|Our final time at our old YMCA|
So we switched over our membership. At this other YMCA they are also allowing people to run outside after dropping the kids in the child watch. The path isn't very interesting, but at least it's outside.
And although they don't have a kiddie pool, they do have a smaller normal pool. They also have more areas for group classes, a full size gym, and a room for gymnastics.
Ryan and I had been talking for quite some time that the we wanted to get the kids back into swim lessons. We both feel this is an important skill for children to have. After looking at the schedule they offer at the Y, and comparing it to our therapy and school schedule I found a time for our kids to enroll. What makes it better is that they offer a Gym & Swim so the kids can do a half hour of gymnastics followed by a half hour of swim lessons twice a week.
This was something I wanted to do. Gymnastics is something Will's developmental pediatrician said would benefit his motor planning and since I feel guilty Lana never gets to do anything but follow her brother around, I thought this would be right up her alley.

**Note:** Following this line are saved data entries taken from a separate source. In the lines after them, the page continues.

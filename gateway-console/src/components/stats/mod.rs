pub mod chart;
pub mod model;
pub mod view;

pub use view::StatsView;
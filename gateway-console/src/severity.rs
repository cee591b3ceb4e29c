//! Error severity classification shared by every view.
//!
//! Table badges, timeline bars, graph edge strokes and detail panels all read
//! their emphasis from here so the thresholds cannot drift apart.

/// Error rate (percent) at which a path/node/edge is flagged as failing
pub const ERROR_RATE_ERROR: f64 = 30.0;
/// Error rate (percent) at which a path/node/edge is flagged as degraded
pub const ERROR_RATE_WARN: f64 = 10.0;

#[derive(Clone, Copy, Debug, PartialEq, Eq, Hash)]
pub enum Severity {
    Ok,
    Warn,
    Error,
}

/// Lower bounds are inclusive: 30 is `Error`, 10 is `Warn`. NaN is `Ok`.
pub fn classify(rate: f64) -> Severity {
    if rate >= ERROR_RATE_ERROR {
        Severity::Error
    } else if rate >= ERROR_RATE_WARN {
        Severity::Warn
    } else {
        Severity::Ok
    }
}

/// HTTP status variant: 5xx is `Error`, 4xx is `Warn`, anything else `Ok`.
pub fn classify_status(status: i32) -> Severity {
    if status >= 500 {
        Severity::Error
    } else if status >= 400 {
        Severity::Warn
    } else {
        Severity::Ok
    }
}

impl Severity {
    pub fn as_str(self) -> &'static str {
        match self {
            Self::Ok => "ok",
            Self::Warn => "warn",
            Self::Error => "error",
        }
    }

    pub fn color(self) -> &'static str {
        match self {
            Self::Ok => "#28a745",
            Self::Warn => "#ffc107",
            Self::Error => "#dc3545",
        }
    }

    pub fn text_class(self) -> &'static str {
        match self {
            Self::Ok => "text-ok",
            Self::Warn => "text-warn",
            Self::Error => "text-error",
        }
    }

    pub fn badge_class(self) -> &'static str {
        match self {
            Self::Ok => "badge badge-success",
            Self::Warn => "badge badge-warn",
            Self::Error => "badge badge-error",
        }
    }

    pub fn bar_class(self) -> &'static str {
        match self {
            Self::Ok => "timeline-bar status-2xx",
            Self::Warn => "timeline-bar status-4xx",
            Self::Error => "timeline-bar status-5xx",
        }
    }

    pub fn legend(self) -> &'static str {
        match self {
            Self::Ok => "ok (<10%)",
            Self::Warn => "warn (10-30%)",
            Self::Error => "error (>=30%)",
        }
    }
}

#[cfg(test)]
mod tests {
    use super::*;

    #[test]
    fn test_rate_boundaries_are_inclusive() {
        assert_eq!(classify(30.0), Severity::Error);
        assert_eq!(classify(29.999), Severity::Warn);
        assert_eq!(classify(10.0), Severity::Warn);
        assert_eq!(classify(9.999), Severity::Ok);
        assert_eq!(classify(0.0), Severity::Ok);
        assert_eq!(classify(100.0), Severity::Error);
    }

    #[test]
    fn test_nan_rate_is_ok() {
        assert_eq!(classify(f64::NAN), Severity::Ok);
    }

    #[test]
    fn test_status_boundaries() {
        assert_eq!(classify_status(200), Severity::Ok);
        assert_eq!(classify_status(399), Severity::Ok);
        assert_eq!(classify_status(400), Severity::Warn);
        assert_eq!(classify_status(499), Severity::Warn);
        assert_eq!(classify_status(500), Severity::Error);
        assert_eq!(classify_status(504), Severity::Error);
    }

    #[test]
    fn test_labels_line_up() {
        assert_eq!(Severity::Error.as_str(), "error");
        assert_eq!(Severity::Warn.text_class(), "text-warn");
        assert_eq!(Severity::Ok.color(), "#28a745");
        assert_eq!(Severity::Error.bar_class(), "timeline-bar status-5xx");
    }
}
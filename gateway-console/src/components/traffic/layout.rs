//! Breadth-first directed layout of the service graph.

use std::collections::{HashMap, HashSet, VecDeque};

use super::model::{GraphEdge, GraphModel};

pub const NODE_RADIUS: f32 = 40.0;
const COLUMN_GAP: f32 = 200.0;
const ROW_GAP: f32 = 130.0;
const PADDING: f32 = 30.0;
const ARROW_LENGTH: f32 = 10.0;
const ARROW_HALF_WIDTH: f32 = 5.0;
const PARALLEL_OFFSET: f32 = 8.0;
const SELF_LOOP_RISE: f32 = 70.0;

#[derive(Debug, Clone, PartialEq)]
pub struct SceneNode {
    pub name: String,
    pub cx: f32,
    pub cy: f32,
}

#[derive(Debug, Clone, PartialEq)]
pub struct SceneEdge {
    pub key: String,
    /// SVG path data of the edge body
    pub path: String,
    /// Arrowhead polygon points
    pub arrow: String,
    pub label_x: f32,
    pub label_y: f32,
    pub label_lines: Vec<String>,
    pub color: &'static str,
}

/// One constructed graph rendering, owned by a render slot.
#[derive(Debug, Clone, PartialEq)]
pub struct GraphScene {
    pub width: f32,
    pub height: f32,
    pub nodes: Vec<SceneNode>,
    pub edges: Vec<SceneEdge>,
}

impl GraphScene {
    pub fn view_box(&self) -> String {
        format!("0 0 {:.0} {:.0}", self.width, self.height)
    }

    pub fn node(&self, name: &str) -> Option<&SceneNode> {
        self.nodes.iter().find(|node| node.name == name)
    }
}

/// Column index per node: roots (no inbound edges, else the first node) sit
/// in column 0 and every other node one column right of whoever reached it
/// first. Unreached nodes start a fresh walk from column 0.
pub fn breadth_first_columns(model: &GraphModel) -> Vec<Vec<String>> {
    let mut outgoing: HashMap<&str, Vec<&str>> = HashMap::new();
    let mut has_inbound: HashSet<&str> = HashSet::new();
    for edge in &model.edges {
        outgoing
            .entry(edge.source.as_str())
            .or_default()
            .push(edge.target.as_str());
        if edge.source != edge.target {
            has_inbound.insert(edge.target.as_str());
        }
    }

    let mut roots: Vec<&str> = model
        .nodes
        .iter()
        .map(|node| node.name.as_str())
        .filter(|name| !has_inbound.contains(name))
        .collect();
    if roots.is_empty() {
        roots.extend(model.nodes.first().map(|node| node.name.as_str()));
    }

    let mut depth: HashMap<&str, usize> = HashMap::new();
    let mut order: Vec<&str> = Vec::with_capacity(model.nodes.len());
    walk(&roots, &outgoing, &mut depth, &mut order);
    for node in &model.nodes {
        if !depth.contains_key(node.name.as_str()) {
            walk(&[node.name.as_str()], &outgoing, &mut depth, &mut order);
        }
    }

    let column_count = depth.values().copied().max().map_or(0, |max| max + 1);
    let mut columns = vec![Vec::new(); column_count];
    for name in order {
        if let Some(col) = depth.get(name) {
            columns[*col].push(name.to_string());
        }
    }
    columns
}

fn walk<'a>(
    start: &[&'a str],
    outgoing: &HashMap<&'a str, Vec<&'a str>>,
    depth: &mut HashMap<&'a str, usize>,
    order: &mut Vec<&'a str>,
) {
    let mut queue = VecDeque::new();
    for root in start {
        if !depth.contains_key(root) {
            depth.insert(*root, 0);
            order.push(*root);
            queue.push_back(*root);
        }
    }
    while let Some(current) = queue.pop_front() {
        let next_depth = depth.get(current).copied().unwrap_or(0) + 1;
        for target in outgoing.get(current).into_iter().flatten() {
            if !depth.contains_key(target) {
                depth.insert(*target, next_depth);
                order.push(*target);
                queue.push_back(*target);
            }
        }
    }
}

pub fn build_scene(model: &GraphModel) -> GraphScene {
    let columns = breadth_first_columns(model);
    let diameter = NODE_RADIUS * 2.0;

    let max_rows = columns.iter().map(Vec::len).max().unwrap_or(1).max(1);
    let height = PADDING * 2.0
        + max_rows as f32 * diameter
        + max_rows.saturating_sub(1) as f32 * (ROW_GAP - diameter);
    let width = PADDING * 2.0
        + columns.len() as f32 * diameter
        + columns.len().saturating_sub(1) as f32 * (COLUMN_GAP - diameter);
    // Room above the first row for self-loop arcs.
    let top = if model.edges.iter().any(GraphEdge::is_self_loop) {
        SELF_LOOP_RISE
    } else {
        0.0
    };

    let mut nodes = Vec::with_capacity(model.nodes.len());
    for (col_idx, column) in columns.iter().enumerate() {
        let cx = PADDING + NODE_RADIUS + col_idx as f32 * COLUMN_GAP;
        let col_height = column.len() as f32 * diameter
            + column.len().saturating_sub(1) as f32 * (ROW_GAP - diameter);
        let start_y = top + (height - col_height) / 2.0;
        for (row_idx, name) in column.iter().enumerate() {
            nodes.push(SceneNode {
                name: name.clone(),
                cx,
                cy: start_y + NODE_RADIUS + row_idx as f32 * ROW_GAP,
            });
        }
    }

    let positions: HashMap<&str, (f32, f32)> = nodes
        .iter()
        .map(|node| (node.name.as_str(), (node.cx, node.cy)))
        .collect();
    let pairs: HashSet<(&str, &str)> = model
        .edges
        .iter()
        .map(|edge| (edge.source.as_str(), edge.target.as_str()))
        .collect();

    let edges = model
        .edges
        .iter()
        .filter_map(|edge| {
            let from = positions.get(edge.source.as_str())?;
            let to = positions.get(edge.target.as_str())?;
            let geometry = if edge.is_self_loop() {
                self_loop(*from)
            } else {
                let reverse = (edge.target.as_str(), edge.source.as_str());
                let offset = if pairs.contains(&reverse) {
                    PARALLEL_OFFSET
                } else {
                    0.0
                };
                straight(*from, *to, offset)
            };
            Some(SceneEdge {
                key: edge.key.clone(),
                path: geometry.path,
                arrow: geometry.arrow,
                label_x: geometry.label.0,
                label_y: geometry.label.1,
                label_lines: edge.label_lines(),
                color: edge.severity.color(),
            })
        })
        .collect();

    GraphScene {
        width,
        height: height + top,
        nodes,
        edges,
    }
}

struct EdgeGeometry {
    path: String,
    arrow: String,
    label: (f32, f32),
}

fn arrow_head(tip: (f32, f32), dir: (f32, f32)) -> String {
    let base = (tip.0 - dir.0 * ARROW_LENGTH, tip.1 - dir.1 * ARROW_LENGTH);
    let normal = (-dir.1, dir.0);
    format!(
        "{:.1},{:.1} {:.1},{:.1} {:.1},{:.1}",
        tip.0,
        tip.1,
        base.0 + normal.0 * ARROW_HALF_WIDTH,
        base.1 + normal.1 * ARROW_HALF_WIDTH,
        base.0 - normal.0 * ARROW_HALF_WIDTH,
        base.1 - normal.1 * ARROW_HALF_WIDTH,
    )
}

fn unit(dx: f32, dy: f32) -> (f32, f32) {
    let len = (dx * dx + dy * dy).sqrt();
    if len < f32::EPSILON {
        (1.0, 0.0)
    } else {
        (dx / len, dy / len)
    }
}

/// Rim-to-rim segment, shifted sideways by `offset` so opposing edges of a
/// pair do not overlap.
fn straight(from: (f32, f32), to: (f32, f32), offset: f32) -> EdgeGeometry {
    let dir = unit(to.0 - from.0, to.1 - from.1);
    let normal = (-dir.1, dir.0);
    let shift = (normal.0 * offset, normal.1 * offset);

    let start = (
        from.0 + dir.0 * NODE_RADIUS + shift.0,
        from.1 + dir.1 * NODE_RADIUS + shift.1,
    );
    let tip = (
        to.0 - dir.0 * NODE_RADIUS + shift.0,
        to.1 - dir.1 * NODE_RADIUS + shift.1,
    );
    let end = (tip.0 - dir.0 * ARROW_LENGTH, tip.1 - dir.1 * ARROW_LENGTH);

    EdgeGeometry {
        path: format!(
            "M {:.1} {:.1} L {:.1} {:.1}",
            start.0, start.1, end.0, end.1
        ),
        arrow: arrow_head(tip, dir),
        label: ((start.0 + tip.0) / 2.0, (start.1 + tip.1) / 2.0),
    }
}

/// Arc leaving the top-left of the node and re-entering at the top-right.
fn self_loop(center: (f32, f32)) -> EdgeGeometry {
    let (cx, cy) = center;
    let spread = NODE_RADIUS * 0.6;
    let rim_y = cy - (NODE_RADIUS * NODE_RADIUS - spread * spread).sqrt();
    let start = (cx - spread, rim_y);
    let tip = (cx + spread, rim_y);
    let control_a = (cx - spread * 2.0, rim_y - SELF_LOOP_RISE);
    let control_b = (cx + spread * 2.0, rim_y - SELF_LOOP_RISE);
    let dir = unit(tip.0 - control_b.0, tip.1 - control_b.1);
    let end = (tip.0 - dir.0 * ARROW_LENGTH, tip.1 - dir.1 * ARROW_LENGTH);

    EdgeGeometry {
        path: format!(
            "M {:.1} {:.1} C {:.1} {:.1}, {:.1} {:.1}, {:.1} {:.1}",
            start.0, start.1, control_a.0, control_a.1, control_b.0, control_b.1, end.0, end.1
        ),
        arrow: arrow_head(tip, dir),
        label: (cx, rim_y - SELF_LOOP_RISE * 0.75),
    }
}

#[cfg(test)]
mod tests {
    use super::*;
    use crate::components::traffic::model::GraphModel;
    use shared_types::{ServiceEdge, ServiceGraph, ServiceNode};

    fn make_node(name: &str) -> ServiceNode {
        ServiceNode {
            name: name.to_string(),
            ..Default::default()
        }
    }

    fn make_edge(source: &str, target: &str) -> ServiceEdge {
        ServiceEdge {
            source: source.to_string(),
            target: target.to_string(),
            request_count: 10,
            ..Default::default()
        }
    }

    fn model(nodes: &[&str], edges: &[(&str, &str)]) -> GraphModel {
        GraphModel::build(&ServiceGraph {
            nodes: nodes.iter().map(|n| make_node(n)).collect(),
            edges: edges.iter().map(|(s, t)| make_edge(s, t)).collect(),
        })
        .expect("graph has nodes")
    }

    #[test]
    fn test_chain_is_laid_out_left_to_right() {
        let graph = model(
            &["gateway", "orders", "billing", "inventory"],
            &[("gateway", "orders"), ("orders", "billing"), ("orders", "inventory")],
        );
        let columns = breadth_first_columns(&graph);
        assert_eq!(
            columns,
            vec![
                vec!["gateway".to_string()],
                vec!["orders".to_string()],
                vec!["billing".to_string(), "inventory".to_string()],
            ]
        );

        let scene = build_scene(&graph);
        let gateway = scene.node("gateway").unwrap();
        let billing = scene.node("billing").unwrap();
        assert!(gateway.cx < billing.cx);
        assert_eq!(scene.edges.len(), 3);
    }

    #[test]
    fn test_cycle_without_roots_starts_at_first_node() {
        let graph = model(&["a", "b", "c"], &[("b", "c"), ("c", "a"), ("a", "b")]);
        let columns = breadth_first_columns(&graph);
        assert_eq!(columns[0], vec!["a".to_string()]);
        assert_eq!(columns[1], vec!["b".to_string()]);
        assert_eq!(columns[2], vec!["c".to_string()]);
    }

    #[test]
    fn test_unreached_nodes_are_still_placed() {
        // "x" sits on a cycle with no root while "a" is a proper root.
        let graph = model(&["a", "x", "y"], &[("x", "y"), ("y", "x")]);
        let columns = breadth_first_columns(&graph);
        let placed: usize = columns.iter().map(Vec::len).sum();
        assert_eq!(placed, 3);
        let scene = build_scene(&graph);
        assert!(scene.node("x").is_some() && scene.node("y").is_some());
    }

    #[test]
    fn test_self_loop_gets_headroom_and_curve() {
        let graph = model(&["a"], &[("a", "a")]);
        let scene = build_scene(&graph);
        assert_eq!(scene.edges.len(), 1);
        assert!(scene.edges[0].path.contains(" C "));
        assert!(scene.edges[0].label_y > 0.0, "label must stay inside the view box");
    }

    #[test]
    fn test_opposing_edges_are_separated() {
        let graph = model(&["a", "b"], &[("a", "b"), ("b", "a")]);
        let scene = build_scene(&graph);
        assert_ne!(scene.edges[0].label_y, scene.edges[1].label_y);
    }
}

After our first couple sessions I wanted to run away and not claim my children. Oh, I was cringing almost the entire time. Lana would not stop touching her brother, hanging off him, pulling him, being RIGHTNEXT to him at all times. She also loves to live in her own little world and follow the beat of her own drum... not do what the teacher is telling everyone to do. And you'd think showing her "all the other kids are doing it this way" would work... but it doesn't. She has her own mind and if she doesn't want to do it that way she will fight to do it her own way.
And then William just feeds off whatever Alanna is doing. He'll almost encourage her activities and will join her so she's not alone anymore. My face was in my hands nearly the entire time. Then I'd have to step in and discipline, which is never fun with an audience.
I was trying to find a solution to the problem. I think both kids would be more successful if they were in a class without their sibling. Unfortunately, they don't offer the classes at another time that works with our schedule. Then I thought about just enrolling one of them... but my personal guilt of leaving one out prevented me from doing so. Why only sign up Will when he is always the one we schedule around for school and therapy? Why should only Alanna be signed up when this is something that helps with Will's motor planning?
In the end I kept them both in the class. I talked with the teacher and told them that if my kids are not behaving in class they are not to receive their fun stamp at the end. Amazingly, that worked... at least for a time...
Then the other week Alanna was exceptionally challenging and disobedient during gymnastics. After being put in time out once by the teacher and being removed from the class later by mom... she lost her stamp as well as the privilege of going to swim lessons. I did not allow her to put on her swim suit and she had to sit on the bench near the pool with me and another mom to watch the other kids during swim lessons. She was not happy, but she resigned herself. Since then her behavior at gymnastics got better... then it got worse. We're working on some new tactics that will hopefully continue to help. Also, we have discovered if the teachers are consistent in keeping Will and Lana separated during class they both perform and behave better.
Now with the swim lessons they are both doing pretty well. Alanna still can be a challenge to the teacher (and she's very vocal in whining when something doesn't go her way). Will is doing amazing! He can now swim a short distance unassisted! He's very comfortable in the water. I'm sure having aquatic therapy in addition to swim lessons helps. The thing is, he is always treating things as a race. Maybe it's a boy thing? He always wants to beat the kids in his class to one side of the pool or the other, or get to the toys to get first pick. Then you have Lana who is trying to drink the water, splashing others, and gets very angry is somebody else gets the purple water toy.
But, they are getting better. The first couple lessons the instructor had issues with Will and Lana messing with each other (like the time Will pushed his little sister under the water on purpose or Lana just hanging onto Will so he couldn't swim away from her). Now he also tries to keep them separated when possible. And Lana may have to spend some time sitting out of the pool or lose her opportunity to jump in the pool to straighten her out. After talking with the swim teacher recently, he said Will has maybe one or two more times of doing this level swim before he moves to the more advanced class. All he has to improve on is swimming on his back.
I do see the improvement. We'll stick with this at least until December. At that point we'll take the month off since we'll be going on vacation anyway and use that time to re-evaluate what we will do.